Maria Kane, Chief Executive of North Bristol NHS Trust, addresses the need for defined and aligned metrics to provide one overall picture of system wide activity and reveal where improvements can be made.


Every acute trust is facing three challenges: the elective care debt, urgent care recovery and an exhausted and depleted workforce. With Integrated Care Systems (ICSs) on the horizon, we have an opportunity to step back and look at the bigger picture to see where we can make system improvements to meet these challenges and add value to the patient, public and taxpayer.

However, it is difficult to understand what is going on in any given health and care system. This is because the finance framework and metrics currently available are not defined or aligned enough to help determine the exact value (cost and outcome) of activity the funding is producing.


A clear picture of each health system

Each ICS will be responsible for allocation of funding at system level. The aim is to distribute resources according to population need and to help reduce health inequalities. However, all payment systems are complex and to ensure the right calculations for payment of care and enable health systems to provide the right care in the right places, it is vital to have access to the right sources of data. Where patient-level data is limited, this can impact on how system budgets are allocated.

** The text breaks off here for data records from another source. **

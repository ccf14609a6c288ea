//! The one-call compilation pipeline.
//!
//! A [`Compiler`] collects any number of inputs and then runs the phases
//! in order: link, recursion check, alias assignment, validation. Each
//! phase only runs if the ones before it recorded no error.
//!
//! ```rust
//! use tabula_schema::Compiler;
//!
//! let mut compiler = Compiler::new();
//! compiler.parse_str("db.ort", "struct user { field id int rowid; };");
//! let model = compiler.finish().unwrap();
//! assert_eq!(model.structs[0].name, "user");
//! ```

use std::path::Path;

use tracing::{info, warn};

use crate::config::CompilerConfig;
use crate::diag::{Diagnostics, Message, Position};
use crate::error::{SchemaError, SchemaResult};
use crate::model::Model;
use crate::parser::ParseContext;
use crate::{alias, linker, validator};

/// Compiles one or more schema inputs into a [`Model`].
#[derive(Debug, Default)]
pub struct Compiler {
    cx: ParseContext,
    warnings_as_errors: bool,
}

/// Everything a finished compilation produced, successful or not.
#[derive(Debug)]
pub struct Compilation {
    /// The model, complete only if `ok` is set.
    pub model: Model,
    /// Every message recorded by every phase.
    pub diag: Diagnostics,
    /// Whether no error was recorded.
    pub ok: bool,
}

impl Compilation {
    /// The model, or every error message wrapped in
    /// [`SchemaError::CompileFailed`].
    pub fn into_result(self) -> SchemaResult<Model> {
        if self.ok {
            Ok(self.model)
        } else {
            let errors = self
                .diag
                .into_messages()
                .into_iter()
                .filter(Message::is_error)
                .collect();
            Err(SchemaError::compile_failed(errors))
        }
    }
}

impl Compiler {
    /// Create a compiler with default settings.
    pub fn new() -> Self {
        Self::default()
    }

    /// Create a compiler from the `[compiler]` table of a configuration.
    pub fn with_config(config: &CompilerConfig) -> Self {
        Self {
            cx: ParseContext::new().with_reserved(&config.compiler.extra_reserved),
            warnings_as_errors: config.compiler.warnings_as_errors,
        }
    }

    /// Treat warnings as errors when finishing.
    pub fn warnings_as_errors(mut self, yes: bool) -> Self {
        self.warnings_as_errors = yes;
        self
    }

    /// Parse one input held in memory.
    ///
    /// Returns `false` if the input recorded any error. After an input
    /// stops on a lexical error, later inputs are skipped and return `false`.
    pub fn parse_str(&mut self, fname: &str, src: &str) -> bool {
        if self.cx.has_lexical_error() {
            warn!(fname, "skipped input after lexical error");
            return false;
        }
        let clean = self.cx.parse(fname, src);
        info!(fname, clean, structs = self.cx.model.structs.len(), "parsed schema");
        clean
    }

    /// Read and parse one file.
    ///
    /// An unreadable file is recorded as a fatal message and also returned
    /// as [`SchemaError::IoError`].
    pub fn parse_file(&mut self, path: impl AsRef<Path>) -> SchemaResult<bool> {
        let path = path.as_ref();
        let fname = path.display().to_string();
        match std::fs::read_to_string(path) {
            Ok(src) => Ok(self.parse_str(&fname, &src)),
            Err(e) => {
                self.cx.diag.fatal_io(Some(Position::file(fname.as_str())), &e);
                Err(SchemaError::io(fname, e))
            }
        }
    }

    /// Messages recorded so far.
    pub fn diagnostics(&self) -> &Diagnostics {
        &self.cx.diag
    }

    /// Run the remaining phases and keep everything they produced.
    pub fn compile(self) -> Compilation {
        let ParseContext {
            mut model,
            queue,
            mut diag,
            ..
        } = self.cx;

        let ok = !diag.has_errors() && run_phases(&mut model, &queue, &mut diag);
        if self.warnings_as_errors {
            diag.promote_warnings();
        }
        let ok = ok && !diag.has_errors();

        info!(
            ok,
            errors = diag.error_count(),
            warnings = diag.warning_count(),
            "compilation finished"
        );
        Compilation { model, diag, ok }
    }

    /// Run the remaining phases and return the linked, validated model.
    pub fn finish(self) -> SchemaResult<Model> {
        self.compile().into_result()
    }
}

fn run_phases(
    model: &mut Model,
    queue: &crate::resolve::ResolveQueue,
    diag: &mut Diagnostics,
) -> bool {
    if model.structs.is_empty() {
        diag.error_global("no structures in configuration");
        return false;
    }
    if !linker::link(model, queue, diag) {
        return false;
    }
    info!(
        structs = model.structs.len(),
        enums = model.enums.len(),
        bitfields = model.bitfields.len(),
        roles = model.roles.len(),
        "linked model"
    );
    validator::check_recursion(model, diag)
        && alias::assign(model, diag)
        && validator::validate(model, diag)
}
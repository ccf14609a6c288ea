//! Canonical DSL output for a linked model.
//!
//! The output parses back into an equivalent model: roles come first, then
//! enums, bitfields and structs in model order. Enum items with assigned
//! values keep their value in a trailing `# value N` comment, so reading
//! the output back assigns the same values again.

use chrono::DateTime;

use crate::model::{
    Bitfield, DefaultValue, Enum, Field, FieldType, Label, LimitValue, Model, Modifier, Operator,
    OrderDir, RoleId, RoleMap, RoleMapKind, Search, Struct, Update, UpdateAction, UpdateKind,
};

const INDENT: &str = "    ";

/// Print `model` as schema source.
pub fn write_model(model: &Model) -> String {
    let mut output = String::new();

    if model.has_roles() {
        write_roles(&mut output, model);
    }
    for enm in &model.enums {
        write_enum(&mut output, model, enm);
    }
    for bitf in &model.bitfields {
        write_bitfield(&mut output, model, bitf);
    }
    for sid in model.ordered_structs() {
        write_struct(&mut output, model, &model[sid]);
    }
    output
}

fn comment(output: &mut String, doc: &Option<String>) {
    if let Some(doc) = doc {
        output.push_str(&format!(" comment \"{doc}\""));
    }
}

/// A block's own `comment "...";` clause.
fn doc_clause(output: &mut String, doc: &Option<String>) {
    if let Some(doc) = doc {
        output.push_str(&format!("{INDENT}comment \"{doc}\";\n"));
    }
}

fn labels(output: &mut String, model: &Model, labels: &[Label]) {
    for label in labels {
        output.push_str(" jslabel");
        if label.lang > 0 {
            if let Some(lang) = model.langs.get(label.lang) {
                output.push_str(&format!(".{lang}"));
            }
        }
        output.push_str(&format!(" \"{}\"", label.text));
    }
}

// ==================== Roles ====================

fn write_roles(output: &mut String, model: &Model) {
    output.push_str("roles {\n");
    if let Some(all) = model.find_role("all") {
        for &child in &model[all].children {
            write_role(output, model, child, 1);
        }
    }
    output.push_str("};\n\n");
}

fn write_role(output: &mut String, model: &Model, rid: RoleId, depth: usize) {
    let role = &model[rid];
    output.push_str(&INDENT.repeat(depth));
    output.push_str(&format!("role {}", role.name));
    comment(output, &role.doc);
    if !role.children.is_empty() {
        output.push_str(" {\n");
        for &child in &role.children {
            write_role(output, model, child, depth + 1);
        }
        output.push_str(&INDENT.repeat(depth));
        output.push('}');
    }
    output.push_str(";\n");
}

// ==================== Enums and Bitfields ====================

fn write_enum(output: &mut String, model: &Model, enm: &Enum) {
    output.push_str(&format!("enum {} {{\n", enm.name));
    for item in &enm.items {
        output.push_str(&format!("{INDENT}item {}", item.name));
        if !item.auto {
            output.push_str(&format!(" {}", item.value));
        }
        labels(output, model, &item.labels);
        comment(output, &item.doc);
        output.push(';');
        if item.auto {
            output.push_str(&format!(" # value {}", item.value));
        }
        output.push('\n');
    }
    if !enm.null_labels.is_empty() {
        output.push_str(&format!("{INDENT}isnull"));
        labels(output, model, &enm.null_labels);
        output.push_str(";\n");
    }
    doc_clause(output, &enm.doc);
    output.push_str("};\n\n");
}

fn write_bitfield(output: &mut String, model: &Model, bitf: &Bitfield) {
    output.push_str(&format!("bitfield {} {{\n", bitf.name));
    for item in &bitf.items {
        output.push_str(&format!("{INDENT}item {} {}", item.name, item.index));
        labels(output, model, &item.labels);
        comment(output, &item.doc);
        output.push_str(";\n");
    }
    for (word, set) in [("isunset", &bitf.unset_labels), ("isnull", &bitf.null_labels)] {
        if !set.is_empty() {
            output.push_str(&format!("{INDENT}{word}"));
            labels(output, model, set);
            output.push_str(";\n");
        }
    }
    doc_clause(output, &bitf.doc);
    output.push_str("};\n\n");
}

// ==================== Structs ====================

fn write_struct(output: &mut String, model: &Model, strct: &Struct) {
    output.push_str(&format!("struct {} {{\n", strct.name));
    for &fid in &strct.fields {
        write_field(output, model, &model[fid]);
    }
    for &id in &strct.searches {
        write_search(output, &model[id]);
    }
    for &id in strct.updates.iter().chain(&strct.deletes) {
        write_update(output, &model[id]);
    }
    if strct.insert.is_some() {
        output.push_str(&format!("{INDENT}insert;\n"));
    }
    for &id in &strct.uniques {
        let names: Vec<_> = model[id].fields.iter().map(|f| f.name.as_str()).collect();
        output.push_str(&format!("{INDENT}unique {};\n", names.join(", ")));
    }
    for &id in &strct.rolemaps {
        write_grant(output, model, &model[id]);
    }
    doc_clause(output, &strct.doc);
    output.push_str("};\n\n");
}

fn write_field(output: &mut String, model: &Model, field: &Field) {
    output.push_str(&format!("{INDENT}field {}", field.name));

    if field.ty != FieldType::Struct {
        if let Some(target) = field.target() {
            let t = &model[target];
            output.push_str(&format!(":{}.{}", model[t.parent].name, t.name));
        }
    }
    output.push_str(&format!(" {}", field.ty.as_str()));
    match field.ty {
        FieldType::Struct => {
            if let Some(source) = field.source() {
                output.push_str(&format!(" {}", model[source].name));
            }
        }
        FieldType::Enum => {
            if let Some(e) = field.enm.as_ref().and_then(|e| e.get()) {
                output.push_str(&format!(" {}", model[e].name));
            }
        }
        FieldType::Bitfield => {
            if let Some(b) = field.bitf.as_ref().and_then(|b| b.get()) {
                output.push_str(&format!(" {}", model[b].name));
            }
        }
        _ => {}
    }

    for (set, word) in [
        (field.rowid, "rowid"),
        (field.unique, "unique"),
        (field.nullable, "null"),
        (field.noexport, "noexport"),
    ] {
        if set {
            output.push_str(&format!(" {word}"));
        }
    }

    if let Some(default) = &field.default {
        output.push_str(&format!(" default {}", default_value(field.ty, default)));
    }
    for limit in &field.limits {
        let value = match limit.value {
            LimitValue::Integer(v) => v.to_string(),
            LimitValue::Decimal(v) => v.to_string(),
            LimitValue::Length(v) => v.to_string(),
        };
        output.push_str(&format!(" limit {} {value}", limit.op.as_str()));
    }
    for (word, action) in [("actdel", field.actdel), ("actup", field.actup)] {
        if action != UpdateAction::None {
            output.push_str(&format!(" {word} {}", action.as_str()));
        }
    }
    comment(output, &field.doc);
    output.push_str(";\n");
}

fn default_value(ty: FieldType, value: &DefaultValue) -> String {
    match value {
        DefaultValue::Integer(v) if ty == FieldType::Date => DateTime::from_timestamp(*v, 0)
            .map(|d| d.format("%Y-%m-%d").to_string())
            .unwrap_or_else(|| v.to_string()),
        DefaultValue::Integer(v) => v.to_string(),
        DefaultValue::Decimal(v) => v.to_string(),
        DefaultValue::Text(s) => format!("\"{s}\""),
        DefaultValue::Item { name, .. } => name.to_string(),
    }
}

/// Starts the parameter list of a query or update with `:` on first use.
struct Params<'a> {
    output: &'a mut String,
    open: bool,
}

impl Params<'_> {
    fn push(&mut self, text: &str) {
        if !self.open {
            self.output.push(':');
            self.open = true;
        }
        self.output.push_str(text);
    }
}

fn write_search(output: &mut String, srch: &Search) {
    output.push_str(&format!("{INDENT}{}", srch.kind.as_str()));
    let terms: Vec<_> = srch
        .terms
        .iter()
        .map(|t| match t.op {
            Operator::Eq => t.path.fname(),
            op => format!("{} {}", t.path.fname(), op.as_str()),
        })
        .collect();
    if !terms.is_empty() {
        output.push_str(&format!(" {}", terms.join(", ")));
    }

    let mut params = Params {
        output: &mut *output,
        open: false,
    };
    if let Some(name) = &srch.name {
        params.push(&format!(" name {name}"));
    }
    if !srch.order.is_empty() {
        let order: Vec<_> = srch
            .order
            .iter()
            .map(|o| match o.dir {
                OrderDir::Asc => o.path.fname(),
                OrderDir::Desc => format!("{} desc", o.path.fname()),
            })
            .collect();
        params.push(&format!(" order {}", order.join(", ")));
    }
    if srch.limit != 0 || srch.offset != 0 {
        let mut limit = format!(" limit {}", srch.limit);
        if srch.offset != 0 {
            limit.push_str(&format!(", {}", srch.offset));
        }
        params.push(&limit);
    }
    if let Some(aggr) = &srch.aggregate {
        params.push(&format!(" {} {}", aggr.kind.as_str(), aggr.path.fname()));
    }
    if let Some(group) = &srch.group {
        params.push(&format!(" grouprow {}", group.fname()));
    }
    if let Some(distinct) = &srch.distinct {
        let path = if distinct.path.components.is_empty() {
            ".".to_string()
        } else {
            distinct.path.fname()
        };
        params.push(&format!(" distinct {path}"));
    }
    if let Some(doc) = &srch.doc {
        params.push(&format!(" comment \"{doc}\""));
    }
    output.push_str(";\n");
}

fn write_update(output: &mut String, up: &Update) {
    output.push_str(&format!("{INDENT}{}", up.kind.as_str()));

    if up.kind == UpdateKind::Modify && !up.all {
        let mods: Vec<_> = up
            .modifiers
            .iter()
            .map(|m| match m.modifier {
                Modifier::Set => m.name.to_string(),
                other => format!("{} {}", m.name, other.as_str()),
            })
            .collect();
        output.push_str(&format!(" {}", mods.join(", ")));
    }

    let trailing = up.name.is_some() || up.doc.is_some();
    if up.constraints.is_empty() && !trailing {
        output.push_str(";\n");
        return;
    }
    if up.kind == UpdateKind::Modify {
        output.push(':');
    }
    let cons: Vec<_> = up
        .constraints
        .iter()
        .map(|c| match c.op {
            Operator::Eq => c.name.to_string(),
            op => format!("{} {}", c.name, op.as_str()),
        })
        .collect();
    if !cons.is_empty() {
        output.push_str(&format!(" {}", cons.join(", ")));
    }
    if trailing {
        output.push(':');
        if let Some(name) = &up.name {
            output.push_str(&format!(" name {name}"));
        }
        comment(output, &up.doc);
    }
    output.push_str(";\n");
}

fn write_grant(output: &mut String, model: &Model, rm: &RoleMap) {
    let roles: Vec<_> = rm
        .roles
        .iter()
        .map(|r| match r.role.get() {
            Some(role) => model[role].name.to_string(),
            None => r.name.to_string(),
        })
        .collect();
    output.push_str(&format!(
        "{INDENT}roles {} {{ {}",
        roles.join(", "),
        rm.kind.as_str()
    ));
    if !matches!(rm.kind, RoleMapKind::All | RoleMapKind::Insert) {
        if let Some(name) = &rm.name {
            output.push_str(&format!(" {name}"));
        }
    }
    output.push_str("; };\n");
}
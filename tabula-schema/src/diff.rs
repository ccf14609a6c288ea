//! Differences between two linked models.
//!
//! Entities are matched by name, ignoring case. Enumerations come first,
//! then bitfields, roles and structs. Within each kind the newer model is
//! walked in order, followed by whatever the older model had that the newer
//! one lacks. A new struct, enumeration or bitfield is reported once; its
//! contents are not listed.

use std::fmt;

use serde::Serialize;
use smol_str::SmolStr;
use tracing::debug;

use crate::audit::{search_name, update_name};
use crate::model::{
    BitItem, Bitfield, Enum, EnumItem, Field, FieldType, Model, StructId, UpdateAction,
};

/// The actions of a foreign key.
#[derive(Debug, Clone, Copy, PartialEq, Eq, Serialize)]
pub struct Actions {
    /// Action when the referenced row is updated.
    pub update: UpdateAction,
    /// Action when the referenced row is deleted.
    pub delete: UpdateAction,
}

/// One difference between two models.
#[derive(Debug, Clone, PartialEq, Eq, Serialize)]
#[serde(tag = "change", rename_all = "snake_case")]
pub enum Change {
    AddEnum { name: SmolStr },
    DelEnum { name: SmolStr },
    ModEnumComment { name: SmolStr },
    AddEnumItem { enm: SmolStr, item: SmolStr },
    DelEnumItem { enm: SmolStr, item: SmolStr },
    ModEnumItemValue { enm: SmolStr, item: SmolStr, from: i64, into: i64 },
    ModEnumItemComment { enm: SmolStr, item: SmolStr },

    AddBitfield { name: SmolStr },
    DelBitfield { name: SmolStr },
    ModBitfieldComment { name: SmolStr },
    AddBitItem { bitf: SmolStr, item: SmolStr },
    DelBitItem { bitf: SmolStr, item: SmolStr },
    ModBitItemValue { bitf: SmolStr, item: SmolStr, from: i64, into: i64 },
    ModBitItemComment { bitf: SmolStr, item: SmolStr },

    AddRole { name: SmolStr },
    DelRole { name: SmolStr },
    /// The role moved under another parent.
    ModRoleParent { name: SmolStr, from: Option<SmolStr>, into: Option<SmolStr> },

    AddStruct { name: SmolStr },
    DelStruct { name: SmolStr },
    ModStructComment { name: SmolStr },
    AddField { strct: SmolStr, field: SmolStr },
    DelField { strct: SmolStr, field: SmolStr },
    ModFieldType { strct: SmolStr, field: SmolStr, from: FieldType, into: FieldType },
    ModFieldActions { strct: SmolStr, field: SmolStr, from: Actions, into: Actions },
    ModFieldFlags {
        strct: SmolStr,
        field: SmolStr,
        from: Vec<&'static str>,
        into: Vec<&'static str>,
    },
    /// Both versions are enumerations, but not the same one.
    ModFieldEnum { strct: SmolStr, field: SmolStr, from: SmolStr, into: SmolStr },
    /// Both versions are bitfields, but not the same one.
    ModFieldBitfield { strct: SmolStr, field: SmolStr, from: SmolStr, into: SmolStr },
    /// The reference appeared, vanished or points elsewhere.
    ModFieldReference {
        strct: SmolStr,
        field: SmolStr,
        from: Option<String>,
        into: Option<String>,
    },
    ModFieldComment { strct: SmolStr, field: SmolStr },
    AddUnique { strct: SmolStr, fields: Vec<SmolStr> },
    DelUnique { strct: SmolStr, fields: Vec<SmolStr> },
    AddInsert { strct: SmolStr },
    DelInsert { strct: SmolStr },
    /// A query, update or delete, keyed by its function name.
    AddQuery { strct: SmolStr, function: String },
    DelQuery { strct: SmolStr, function: String },
    ModQueryComment { strct: SmolStr, function: String },
}

/// Whether a change adds, removes or modifies something.
#[derive(Debug, Clone, Copy, PartialEq, Eq, Hash)]
pub enum ChangeKind {
    Added,
    Removed,
    Modified,
}

impl Change {
    /// Whether this change adds, removes or modifies something.
    pub fn kind(&self) -> ChangeKind {
        match self {
            Self::AddEnum { .. }
            | Self::AddEnumItem { .. }
            | Self::AddBitfield { .. }
            | Self::AddBitItem { .. }
            | Self::AddRole { .. }
            | Self::AddStruct { .. }
            | Self::AddField { .. }
            | Self::AddUnique { .. }
            | Self::AddInsert { .. }
            | Self::AddQuery { .. } => ChangeKind::Added,
            Self::DelEnum { .. }
            | Self::DelEnumItem { .. }
            | Self::DelBitfield { .. }
            | Self::DelBitItem { .. }
            | Self::DelRole { .. }
            | Self::DelStruct { .. }
            | Self::DelField { .. }
            | Self::DelUnique { .. }
            | Self::DelInsert { .. }
            | Self::DelQuery { .. } => ChangeKind::Removed,
            _ => ChangeKind::Modified,
        }
    }
}

fn opt(name: &Option<SmolStr>) -> &str {
    name.as_deref().unwrap_or("(none)")
}

fn reference(r: &Option<String>) -> &str {
    r.as_deref().unwrap_or("(none)")
}

impl fmt::Display for Change {
    fn fmt(&self, f: &mut fmt::Formatter<'_>) -> fmt::Result {
        match self {
            Self::AddEnum { name } => write!(f, "added enum {name}"),
            Self::DelEnum { name } => write!(f, "removed enum {name}"),
            Self::ModEnumComment { name } => write!(f, "changed comment of enum {name}"),
            Self::AddEnumItem { enm, item } => write!(f, "added item {enm}.{item}"),
            Self::DelEnumItem { enm, item } => write!(f, "removed item {enm}.{item}"),
            Self::ModEnumItemValue { enm, item, from, into } => {
                write!(f, "changed value of item {enm}.{item}: {from} -> {into}")
            }
            Self::ModEnumItemComment { enm, item } => {
                write!(f, "changed comment of item {enm}.{item}")
            }
            Self::AddBitfield { name } => write!(f, "added bitfield {name}"),
            Self::DelBitfield { name } => write!(f, "removed bitfield {name}"),
            Self::ModBitfieldComment { name } => write!(f, "changed comment of bitfield {name}"),
            Self::AddBitItem { bitf, item } => write!(f, "added item {bitf}.{item}"),
            Self::DelBitItem { bitf, item } => write!(f, "removed item {bitf}.{item}"),
            Self::ModBitItemValue { bitf, item, from, into } => {
                write!(f, "changed index of item {bitf}.{item}: {from} -> {into}")
            }
            Self::ModBitItemComment { bitf, item } => {
                write!(f, "changed comment of item {bitf}.{item}")
            }
            Self::AddRole { name } => write!(f, "added role {name}"),
            Self::DelRole { name } => write!(f, "removed role {name}"),
            Self::ModRoleParent { name, from, into } => {
                write!(f, "moved role {name}: {} -> {}", opt(from), opt(into))
            }
            Self::AddStruct { name } => write!(f, "added struct {name}"),
            Self::DelStruct { name } => write!(f, "removed struct {name}"),
            Self::ModStructComment { name } => write!(f, "changed comment of struct {name}"),
            Self::AddField { strct, field } => write!(f, "added field {strct}.{field}"),
            Self::DelField { strct, field } => write!(f, "removed field {strct}.{field}"),
            Self::ModFieldType { strct, field, from, into } => {
                write!(f, "changed type of field {strct}.{field}: {from} -> {into}")
            }
            Self::ModFieldActions { strct, field, from, into } => write!(
                f,
                "changed actions of field {strct}.{field}: {}/{} -> {}/{}",
                from.update, from.delete, into.update, into.delete
            ),
            Self::ModFieldFlags { strct, field, from, into } => write!(
                f,
                "changed flags of field {strct}.{field}: [{}] -> [{}]",
                from.join(" "),
                into.join(" ")
            ),
            Self::ModFieldEnum { strct, field, from, into } => {
                write!(f, "changed enum of field {strct}.{field}: {from} -> {into}")
            }
            Self::ModFieldBitfield { strct, field, from, into } => {
                write!(f, "changed bitfield of field {strct}.{field}: {from} -> {into}")
            }
            Self::ModFieldReference { strct, field, from, into } => write!(
                f,
                "changed reference of field {strct}.{field}: {} -> {}",
                reference(from),
                reference(into)
            ),
            Self::ModFieldComment { strct, field } => {
                write!(f, "changed comment of field {strct}.{field}")
            }
            Self::AddUnique { strct, fields } => {
                write!(f, "added unique {strct}({})", fields.join(", "))
            }
            Self::DelUnique { strct, fields } => {
                write!(f, "removed unique {strct}({})", fields.join(", "))
            }
            Self::AddInsert { strct } => write!(f, "added insert on {strct}"),
            Self::DelInsert { strct } => write!(f, "removed insert on {strct}"),
            Self::AddQuery { function, .. } => write!(f, "added function {function}"),
            Self::DelQuery { function, .. } => write!(f, "removed function {function}"),
            Self::ModQueryComment { function, .. } => {
                write!(f, "changed comment of function {function}")
            }
        }
    }
}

Currently, trusts are operating with a mixed economy of block and activity contracts. Most of these are now block contracts since Covid-19 began, but there are also have large numbers of individual providers on specialist and general contracts, which makes it difficult to see the big picture. Specialist contracts, for example, can cover wide areas which makes it harder to pin down what is happening in each ICS. Operating with a variety of contracts like this can create significant challenges when trying to set out a whole system budget.


A greater understanding of each system

ICSs provide the health system with an opportunity to clarify and get on top of the metrics and to have a single interpretation within each system. This will allow the scope to broaden and incorporate areas such as mental health.

Giving full responsibility of finances to ICSs and enabling them to operate the whole budget will bring many benefits and allow good population health management. However, there needs to be a shared understanding of how local services are run to ensure all areas of the system are given adequate funding. All members of the ICS need to understand how each part of the system works and it is crucial that financial decisions are based on a sound knowledge of the challenges across the whole system.

Bringing together sources of data from across community, primary and acute care can help to provide one overall picture of how the system is performing. Data can highlight where funding needs to be focused to help create change, improvement and the best patient care, as well as being able to highlight areas where proactive care can start to make a difference, but  the finance framework and metrics need to be tackled first.